#### The data
═══
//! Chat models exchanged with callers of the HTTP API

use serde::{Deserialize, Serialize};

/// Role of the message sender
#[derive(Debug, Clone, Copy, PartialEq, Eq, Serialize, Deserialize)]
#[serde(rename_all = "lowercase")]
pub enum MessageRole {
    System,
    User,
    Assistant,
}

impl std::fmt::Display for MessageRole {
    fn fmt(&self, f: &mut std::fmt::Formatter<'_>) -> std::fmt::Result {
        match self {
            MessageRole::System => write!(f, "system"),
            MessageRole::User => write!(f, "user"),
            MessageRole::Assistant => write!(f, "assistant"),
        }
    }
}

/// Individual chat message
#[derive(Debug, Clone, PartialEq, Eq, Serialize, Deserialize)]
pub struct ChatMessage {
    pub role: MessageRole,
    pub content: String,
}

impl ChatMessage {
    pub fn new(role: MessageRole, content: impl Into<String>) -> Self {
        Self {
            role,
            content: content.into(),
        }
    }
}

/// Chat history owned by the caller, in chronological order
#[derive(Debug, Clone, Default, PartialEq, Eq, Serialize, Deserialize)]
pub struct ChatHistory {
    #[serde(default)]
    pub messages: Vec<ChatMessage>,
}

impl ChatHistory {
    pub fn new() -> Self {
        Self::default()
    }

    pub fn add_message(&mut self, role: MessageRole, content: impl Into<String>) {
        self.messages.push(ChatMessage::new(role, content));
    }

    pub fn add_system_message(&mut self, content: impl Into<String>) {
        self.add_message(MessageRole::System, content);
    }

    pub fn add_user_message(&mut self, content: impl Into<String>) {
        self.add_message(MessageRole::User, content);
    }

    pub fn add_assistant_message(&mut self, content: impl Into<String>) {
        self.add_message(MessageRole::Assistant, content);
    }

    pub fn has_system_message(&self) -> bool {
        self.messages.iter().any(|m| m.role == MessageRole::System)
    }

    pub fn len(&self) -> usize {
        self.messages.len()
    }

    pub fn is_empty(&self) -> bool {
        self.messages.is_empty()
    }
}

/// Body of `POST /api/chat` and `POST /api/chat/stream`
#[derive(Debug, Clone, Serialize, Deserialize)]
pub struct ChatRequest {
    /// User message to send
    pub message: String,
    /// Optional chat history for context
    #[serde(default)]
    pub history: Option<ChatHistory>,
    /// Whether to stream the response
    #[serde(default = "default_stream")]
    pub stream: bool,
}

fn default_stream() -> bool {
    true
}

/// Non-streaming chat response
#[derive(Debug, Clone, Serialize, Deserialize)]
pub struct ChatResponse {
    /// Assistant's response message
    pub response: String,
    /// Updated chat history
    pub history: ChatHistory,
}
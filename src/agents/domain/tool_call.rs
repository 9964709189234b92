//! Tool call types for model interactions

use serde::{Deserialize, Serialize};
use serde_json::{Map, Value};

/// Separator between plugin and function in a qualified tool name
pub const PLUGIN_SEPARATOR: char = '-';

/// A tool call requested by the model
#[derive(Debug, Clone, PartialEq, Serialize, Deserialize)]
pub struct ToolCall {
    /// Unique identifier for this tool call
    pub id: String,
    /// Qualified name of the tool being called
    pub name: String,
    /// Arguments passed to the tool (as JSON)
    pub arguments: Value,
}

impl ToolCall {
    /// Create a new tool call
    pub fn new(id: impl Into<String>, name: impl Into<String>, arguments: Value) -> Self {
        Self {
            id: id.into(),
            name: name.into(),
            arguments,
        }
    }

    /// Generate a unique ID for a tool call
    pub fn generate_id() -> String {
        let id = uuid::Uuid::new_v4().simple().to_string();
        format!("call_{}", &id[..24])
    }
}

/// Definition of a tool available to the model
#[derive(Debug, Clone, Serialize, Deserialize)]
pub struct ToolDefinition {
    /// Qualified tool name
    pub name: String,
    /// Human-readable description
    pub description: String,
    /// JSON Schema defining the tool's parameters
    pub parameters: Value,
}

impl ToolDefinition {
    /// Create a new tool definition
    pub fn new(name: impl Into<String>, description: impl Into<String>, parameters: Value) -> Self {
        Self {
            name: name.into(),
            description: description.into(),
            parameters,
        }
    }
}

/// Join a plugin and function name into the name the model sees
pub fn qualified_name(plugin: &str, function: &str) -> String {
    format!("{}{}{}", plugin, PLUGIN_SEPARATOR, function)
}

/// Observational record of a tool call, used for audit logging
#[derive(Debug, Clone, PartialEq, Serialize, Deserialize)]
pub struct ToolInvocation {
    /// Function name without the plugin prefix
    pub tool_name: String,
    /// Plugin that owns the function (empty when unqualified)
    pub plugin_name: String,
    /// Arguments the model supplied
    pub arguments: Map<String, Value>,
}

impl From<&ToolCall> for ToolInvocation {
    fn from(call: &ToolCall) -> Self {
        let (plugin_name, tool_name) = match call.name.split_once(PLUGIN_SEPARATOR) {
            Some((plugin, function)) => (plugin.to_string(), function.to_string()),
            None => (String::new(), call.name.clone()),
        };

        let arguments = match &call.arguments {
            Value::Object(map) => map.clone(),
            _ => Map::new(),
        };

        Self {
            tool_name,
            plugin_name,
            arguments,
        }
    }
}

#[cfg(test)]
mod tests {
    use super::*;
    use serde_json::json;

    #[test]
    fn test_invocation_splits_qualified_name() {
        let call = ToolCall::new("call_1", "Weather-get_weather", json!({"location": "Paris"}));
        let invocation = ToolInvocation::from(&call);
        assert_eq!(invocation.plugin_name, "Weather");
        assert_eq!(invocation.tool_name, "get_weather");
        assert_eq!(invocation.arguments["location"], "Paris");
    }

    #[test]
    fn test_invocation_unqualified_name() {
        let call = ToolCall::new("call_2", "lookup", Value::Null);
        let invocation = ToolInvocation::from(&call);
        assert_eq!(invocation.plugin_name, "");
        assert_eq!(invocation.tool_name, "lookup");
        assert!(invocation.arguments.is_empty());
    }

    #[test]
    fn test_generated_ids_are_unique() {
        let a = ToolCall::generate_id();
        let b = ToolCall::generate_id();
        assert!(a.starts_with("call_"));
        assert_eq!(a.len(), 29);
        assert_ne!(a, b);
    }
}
═══
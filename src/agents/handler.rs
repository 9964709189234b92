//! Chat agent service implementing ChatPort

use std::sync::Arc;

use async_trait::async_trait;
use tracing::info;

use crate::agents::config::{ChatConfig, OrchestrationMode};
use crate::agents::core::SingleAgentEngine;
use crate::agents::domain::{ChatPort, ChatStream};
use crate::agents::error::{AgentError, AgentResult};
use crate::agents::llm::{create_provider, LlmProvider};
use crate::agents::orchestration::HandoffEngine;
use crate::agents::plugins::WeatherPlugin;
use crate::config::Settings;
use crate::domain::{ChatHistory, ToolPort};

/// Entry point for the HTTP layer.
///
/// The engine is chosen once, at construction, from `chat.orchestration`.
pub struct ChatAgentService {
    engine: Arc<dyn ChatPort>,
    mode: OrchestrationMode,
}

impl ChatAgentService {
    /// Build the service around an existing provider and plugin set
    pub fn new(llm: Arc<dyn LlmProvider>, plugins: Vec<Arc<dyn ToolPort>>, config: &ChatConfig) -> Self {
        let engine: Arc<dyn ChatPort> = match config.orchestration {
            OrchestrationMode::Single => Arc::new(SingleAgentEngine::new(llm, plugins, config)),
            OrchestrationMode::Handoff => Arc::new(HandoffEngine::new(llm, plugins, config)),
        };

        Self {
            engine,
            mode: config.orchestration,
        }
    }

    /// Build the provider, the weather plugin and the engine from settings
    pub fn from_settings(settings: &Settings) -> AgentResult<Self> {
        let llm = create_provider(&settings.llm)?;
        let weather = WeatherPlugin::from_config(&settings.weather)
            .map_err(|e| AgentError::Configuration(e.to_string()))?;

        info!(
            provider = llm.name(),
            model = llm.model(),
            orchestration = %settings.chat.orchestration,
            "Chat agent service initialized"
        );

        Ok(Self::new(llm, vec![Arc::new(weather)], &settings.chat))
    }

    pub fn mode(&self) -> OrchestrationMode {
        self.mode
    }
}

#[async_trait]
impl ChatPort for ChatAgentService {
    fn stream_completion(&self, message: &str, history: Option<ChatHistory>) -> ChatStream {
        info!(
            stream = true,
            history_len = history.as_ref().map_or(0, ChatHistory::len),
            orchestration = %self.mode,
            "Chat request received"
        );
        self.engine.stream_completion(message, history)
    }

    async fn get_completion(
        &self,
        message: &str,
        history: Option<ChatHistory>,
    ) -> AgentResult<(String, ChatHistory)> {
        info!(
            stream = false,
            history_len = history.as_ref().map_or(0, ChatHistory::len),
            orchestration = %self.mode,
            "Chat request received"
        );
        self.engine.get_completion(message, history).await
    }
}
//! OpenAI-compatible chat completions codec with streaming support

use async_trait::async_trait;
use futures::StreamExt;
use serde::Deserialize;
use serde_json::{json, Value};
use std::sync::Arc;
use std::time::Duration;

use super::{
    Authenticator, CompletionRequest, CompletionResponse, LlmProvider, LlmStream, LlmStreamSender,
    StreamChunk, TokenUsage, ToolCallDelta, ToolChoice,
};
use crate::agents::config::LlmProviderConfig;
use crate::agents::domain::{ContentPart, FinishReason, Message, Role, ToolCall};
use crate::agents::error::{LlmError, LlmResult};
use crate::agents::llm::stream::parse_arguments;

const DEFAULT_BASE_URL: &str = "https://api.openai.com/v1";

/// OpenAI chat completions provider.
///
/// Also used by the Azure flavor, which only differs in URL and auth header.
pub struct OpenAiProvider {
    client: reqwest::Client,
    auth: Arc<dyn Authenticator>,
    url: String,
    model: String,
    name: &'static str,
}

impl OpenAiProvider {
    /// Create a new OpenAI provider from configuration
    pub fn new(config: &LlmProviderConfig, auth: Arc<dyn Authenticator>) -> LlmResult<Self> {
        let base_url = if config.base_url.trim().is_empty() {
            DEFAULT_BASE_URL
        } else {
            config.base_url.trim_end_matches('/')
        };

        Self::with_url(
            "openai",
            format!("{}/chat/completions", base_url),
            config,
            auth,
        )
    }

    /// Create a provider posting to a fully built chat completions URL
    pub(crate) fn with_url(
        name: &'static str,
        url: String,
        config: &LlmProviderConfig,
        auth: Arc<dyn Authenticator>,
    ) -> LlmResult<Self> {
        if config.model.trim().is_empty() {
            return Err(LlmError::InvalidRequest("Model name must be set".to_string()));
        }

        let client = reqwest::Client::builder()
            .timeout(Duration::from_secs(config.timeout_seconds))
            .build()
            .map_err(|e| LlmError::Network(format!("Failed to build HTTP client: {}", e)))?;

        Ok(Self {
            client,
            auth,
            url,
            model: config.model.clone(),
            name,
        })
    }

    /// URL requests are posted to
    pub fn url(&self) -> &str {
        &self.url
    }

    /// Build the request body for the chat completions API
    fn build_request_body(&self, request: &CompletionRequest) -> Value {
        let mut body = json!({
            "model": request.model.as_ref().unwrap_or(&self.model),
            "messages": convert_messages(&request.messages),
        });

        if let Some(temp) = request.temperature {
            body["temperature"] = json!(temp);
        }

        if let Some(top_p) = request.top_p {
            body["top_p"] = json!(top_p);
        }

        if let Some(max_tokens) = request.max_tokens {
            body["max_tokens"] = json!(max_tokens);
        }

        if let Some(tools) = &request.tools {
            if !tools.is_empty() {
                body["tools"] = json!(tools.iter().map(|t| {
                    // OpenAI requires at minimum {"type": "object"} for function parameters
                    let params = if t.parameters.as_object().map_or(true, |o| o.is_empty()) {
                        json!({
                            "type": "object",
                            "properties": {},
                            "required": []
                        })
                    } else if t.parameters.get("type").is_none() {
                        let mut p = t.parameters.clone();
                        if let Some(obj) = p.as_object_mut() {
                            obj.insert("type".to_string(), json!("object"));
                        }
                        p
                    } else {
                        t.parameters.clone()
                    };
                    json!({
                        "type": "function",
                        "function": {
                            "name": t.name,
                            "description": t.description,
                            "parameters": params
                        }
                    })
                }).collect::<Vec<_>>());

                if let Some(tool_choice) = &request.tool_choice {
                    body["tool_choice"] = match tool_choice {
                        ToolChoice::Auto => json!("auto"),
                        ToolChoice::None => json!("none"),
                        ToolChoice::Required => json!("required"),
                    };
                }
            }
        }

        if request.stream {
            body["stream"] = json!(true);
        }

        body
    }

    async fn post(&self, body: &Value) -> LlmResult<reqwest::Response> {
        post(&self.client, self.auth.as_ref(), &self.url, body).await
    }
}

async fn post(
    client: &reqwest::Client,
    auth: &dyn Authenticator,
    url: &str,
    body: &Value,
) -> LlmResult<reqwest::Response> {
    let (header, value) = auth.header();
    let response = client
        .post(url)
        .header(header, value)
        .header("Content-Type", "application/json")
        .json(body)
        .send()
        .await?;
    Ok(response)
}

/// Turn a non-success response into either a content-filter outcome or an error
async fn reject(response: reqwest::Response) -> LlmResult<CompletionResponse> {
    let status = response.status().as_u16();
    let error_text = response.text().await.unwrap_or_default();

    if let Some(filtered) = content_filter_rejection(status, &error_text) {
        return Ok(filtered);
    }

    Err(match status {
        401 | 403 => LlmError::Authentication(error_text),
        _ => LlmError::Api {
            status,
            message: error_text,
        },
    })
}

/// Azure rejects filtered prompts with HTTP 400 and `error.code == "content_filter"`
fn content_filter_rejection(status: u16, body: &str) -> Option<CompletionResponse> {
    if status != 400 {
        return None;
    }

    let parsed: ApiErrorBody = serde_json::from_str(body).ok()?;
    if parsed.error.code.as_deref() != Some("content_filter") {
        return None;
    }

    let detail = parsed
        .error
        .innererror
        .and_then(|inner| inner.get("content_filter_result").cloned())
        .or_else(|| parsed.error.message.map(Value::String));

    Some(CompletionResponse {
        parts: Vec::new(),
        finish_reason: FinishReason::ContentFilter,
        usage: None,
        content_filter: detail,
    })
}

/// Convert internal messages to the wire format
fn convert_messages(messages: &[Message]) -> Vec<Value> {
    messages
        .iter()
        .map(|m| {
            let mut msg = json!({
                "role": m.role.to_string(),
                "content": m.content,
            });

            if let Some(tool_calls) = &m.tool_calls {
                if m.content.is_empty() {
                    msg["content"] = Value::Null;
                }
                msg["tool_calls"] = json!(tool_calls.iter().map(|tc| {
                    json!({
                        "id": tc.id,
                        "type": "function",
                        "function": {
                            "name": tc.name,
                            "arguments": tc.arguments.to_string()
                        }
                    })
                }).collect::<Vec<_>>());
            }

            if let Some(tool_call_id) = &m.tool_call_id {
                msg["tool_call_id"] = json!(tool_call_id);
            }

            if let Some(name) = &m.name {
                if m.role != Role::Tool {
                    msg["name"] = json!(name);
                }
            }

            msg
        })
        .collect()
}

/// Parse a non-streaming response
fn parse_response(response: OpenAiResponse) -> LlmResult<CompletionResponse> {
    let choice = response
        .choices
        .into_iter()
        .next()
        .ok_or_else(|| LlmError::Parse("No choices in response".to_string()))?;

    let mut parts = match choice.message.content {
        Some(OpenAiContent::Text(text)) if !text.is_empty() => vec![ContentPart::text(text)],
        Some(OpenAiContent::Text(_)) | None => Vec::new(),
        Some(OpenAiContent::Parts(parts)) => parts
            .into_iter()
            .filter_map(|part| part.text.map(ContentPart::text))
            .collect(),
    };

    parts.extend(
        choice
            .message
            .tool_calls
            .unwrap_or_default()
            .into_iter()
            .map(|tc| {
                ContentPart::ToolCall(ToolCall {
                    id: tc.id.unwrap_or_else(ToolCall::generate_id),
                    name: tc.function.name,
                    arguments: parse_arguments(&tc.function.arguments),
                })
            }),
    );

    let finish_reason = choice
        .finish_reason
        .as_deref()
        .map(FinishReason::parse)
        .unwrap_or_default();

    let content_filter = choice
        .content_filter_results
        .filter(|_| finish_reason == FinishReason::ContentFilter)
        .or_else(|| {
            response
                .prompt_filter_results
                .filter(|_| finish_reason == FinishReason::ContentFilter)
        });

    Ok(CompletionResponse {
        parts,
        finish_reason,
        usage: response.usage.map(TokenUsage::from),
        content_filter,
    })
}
═══
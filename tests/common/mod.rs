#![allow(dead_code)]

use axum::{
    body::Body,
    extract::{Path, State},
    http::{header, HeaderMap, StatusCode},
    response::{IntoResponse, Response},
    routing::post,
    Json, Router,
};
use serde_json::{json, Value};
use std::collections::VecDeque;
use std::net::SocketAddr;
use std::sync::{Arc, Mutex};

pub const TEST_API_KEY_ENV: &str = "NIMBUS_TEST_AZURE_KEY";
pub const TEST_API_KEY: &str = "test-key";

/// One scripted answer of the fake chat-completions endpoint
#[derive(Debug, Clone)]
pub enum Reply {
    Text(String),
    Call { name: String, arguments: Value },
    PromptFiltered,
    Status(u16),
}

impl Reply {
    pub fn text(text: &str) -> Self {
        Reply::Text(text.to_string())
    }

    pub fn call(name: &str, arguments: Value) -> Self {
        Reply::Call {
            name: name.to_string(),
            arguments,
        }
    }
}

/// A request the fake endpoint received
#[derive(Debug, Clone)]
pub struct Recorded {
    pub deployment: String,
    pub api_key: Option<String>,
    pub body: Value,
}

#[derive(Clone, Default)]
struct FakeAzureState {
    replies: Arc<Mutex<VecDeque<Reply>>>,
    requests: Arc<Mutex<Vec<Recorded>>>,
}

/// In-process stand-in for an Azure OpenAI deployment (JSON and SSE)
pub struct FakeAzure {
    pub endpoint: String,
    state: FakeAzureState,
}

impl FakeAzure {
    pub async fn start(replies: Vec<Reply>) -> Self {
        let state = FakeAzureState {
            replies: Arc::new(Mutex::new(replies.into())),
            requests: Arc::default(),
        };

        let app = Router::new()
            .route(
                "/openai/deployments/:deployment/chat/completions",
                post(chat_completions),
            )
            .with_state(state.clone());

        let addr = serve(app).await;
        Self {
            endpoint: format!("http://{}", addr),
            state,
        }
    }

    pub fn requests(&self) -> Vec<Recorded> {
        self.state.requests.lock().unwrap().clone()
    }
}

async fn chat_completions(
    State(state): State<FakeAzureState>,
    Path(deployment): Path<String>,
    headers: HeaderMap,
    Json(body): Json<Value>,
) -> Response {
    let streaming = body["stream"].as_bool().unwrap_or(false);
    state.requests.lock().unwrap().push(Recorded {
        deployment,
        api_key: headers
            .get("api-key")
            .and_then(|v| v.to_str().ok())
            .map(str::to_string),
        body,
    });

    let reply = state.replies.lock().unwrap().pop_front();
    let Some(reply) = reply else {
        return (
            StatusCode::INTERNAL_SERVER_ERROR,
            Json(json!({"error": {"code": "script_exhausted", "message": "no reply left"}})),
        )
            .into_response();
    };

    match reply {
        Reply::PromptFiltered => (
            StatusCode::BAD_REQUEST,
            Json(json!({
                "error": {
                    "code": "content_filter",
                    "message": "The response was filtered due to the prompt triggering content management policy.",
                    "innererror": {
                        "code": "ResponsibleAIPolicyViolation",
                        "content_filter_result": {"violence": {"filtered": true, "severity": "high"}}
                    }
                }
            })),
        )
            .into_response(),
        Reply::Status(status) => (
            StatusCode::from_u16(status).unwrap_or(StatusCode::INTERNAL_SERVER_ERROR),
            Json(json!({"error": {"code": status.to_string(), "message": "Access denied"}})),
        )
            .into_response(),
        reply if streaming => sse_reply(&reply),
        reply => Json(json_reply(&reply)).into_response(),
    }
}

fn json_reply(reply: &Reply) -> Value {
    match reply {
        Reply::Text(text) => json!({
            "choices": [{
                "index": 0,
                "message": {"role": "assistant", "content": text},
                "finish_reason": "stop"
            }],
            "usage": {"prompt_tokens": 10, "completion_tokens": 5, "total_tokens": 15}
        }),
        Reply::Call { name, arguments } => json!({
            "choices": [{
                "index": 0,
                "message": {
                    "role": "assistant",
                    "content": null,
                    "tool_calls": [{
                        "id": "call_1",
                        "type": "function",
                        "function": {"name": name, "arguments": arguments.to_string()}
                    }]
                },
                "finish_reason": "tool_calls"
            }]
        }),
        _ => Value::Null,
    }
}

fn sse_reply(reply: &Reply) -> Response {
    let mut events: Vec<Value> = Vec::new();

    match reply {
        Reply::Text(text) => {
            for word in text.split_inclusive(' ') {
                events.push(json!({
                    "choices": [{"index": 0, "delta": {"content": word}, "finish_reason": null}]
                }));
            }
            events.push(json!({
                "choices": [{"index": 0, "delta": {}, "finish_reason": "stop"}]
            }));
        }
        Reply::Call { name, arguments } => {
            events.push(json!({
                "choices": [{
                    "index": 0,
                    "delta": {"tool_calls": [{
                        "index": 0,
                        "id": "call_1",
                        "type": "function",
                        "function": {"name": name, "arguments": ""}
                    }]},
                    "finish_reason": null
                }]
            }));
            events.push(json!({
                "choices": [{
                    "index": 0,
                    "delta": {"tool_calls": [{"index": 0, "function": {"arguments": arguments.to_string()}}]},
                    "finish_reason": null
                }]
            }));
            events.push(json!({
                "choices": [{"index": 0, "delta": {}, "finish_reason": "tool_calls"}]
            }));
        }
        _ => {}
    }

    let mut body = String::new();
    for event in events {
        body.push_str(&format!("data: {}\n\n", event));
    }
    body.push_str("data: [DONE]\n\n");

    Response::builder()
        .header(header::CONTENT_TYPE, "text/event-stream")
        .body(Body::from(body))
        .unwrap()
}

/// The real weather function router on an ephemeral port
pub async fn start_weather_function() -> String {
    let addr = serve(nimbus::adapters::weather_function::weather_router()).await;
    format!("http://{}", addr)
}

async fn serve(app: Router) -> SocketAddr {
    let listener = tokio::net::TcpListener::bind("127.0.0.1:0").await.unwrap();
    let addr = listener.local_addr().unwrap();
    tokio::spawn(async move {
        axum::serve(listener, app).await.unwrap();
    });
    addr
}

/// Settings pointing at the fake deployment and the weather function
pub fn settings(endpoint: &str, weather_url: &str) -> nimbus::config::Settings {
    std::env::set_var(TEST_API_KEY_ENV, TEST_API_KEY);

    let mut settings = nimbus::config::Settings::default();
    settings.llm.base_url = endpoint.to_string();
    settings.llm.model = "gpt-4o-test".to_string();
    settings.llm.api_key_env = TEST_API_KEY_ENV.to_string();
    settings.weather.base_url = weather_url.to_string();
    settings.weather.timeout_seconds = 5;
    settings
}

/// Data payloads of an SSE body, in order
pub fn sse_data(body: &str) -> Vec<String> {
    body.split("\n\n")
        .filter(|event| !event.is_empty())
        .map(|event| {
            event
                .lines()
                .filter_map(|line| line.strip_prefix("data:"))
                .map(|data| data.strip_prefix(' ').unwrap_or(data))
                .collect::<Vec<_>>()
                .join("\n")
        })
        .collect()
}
═══
#### Work request
Your task is to show every line of the listing above containing "MessageRole".

#### Answer box
pub enum MessageRole {
impl std::fmt::Display for MessageRole {
            MessageRole::System => write!(f, "system"),
            MessageRole::User => write!(f, "user"),
            MessageRole::Assistant => write!(f, "assistant"),
    pub role: MessageRole,
    pub fn new(role: MessageRole, content: impl Into<String>) -> Self {
    pub fn add_message(&mut self, role: MessageRole, content: impl Into<String>) {
        self.add_message(MessageRole::System, content);
        self.add_message(MessageRole::User, content);
        self.add_message(MessageRole::Assistant, content);
        self.messages.iter().any(|m| m.role == MessageRole::System)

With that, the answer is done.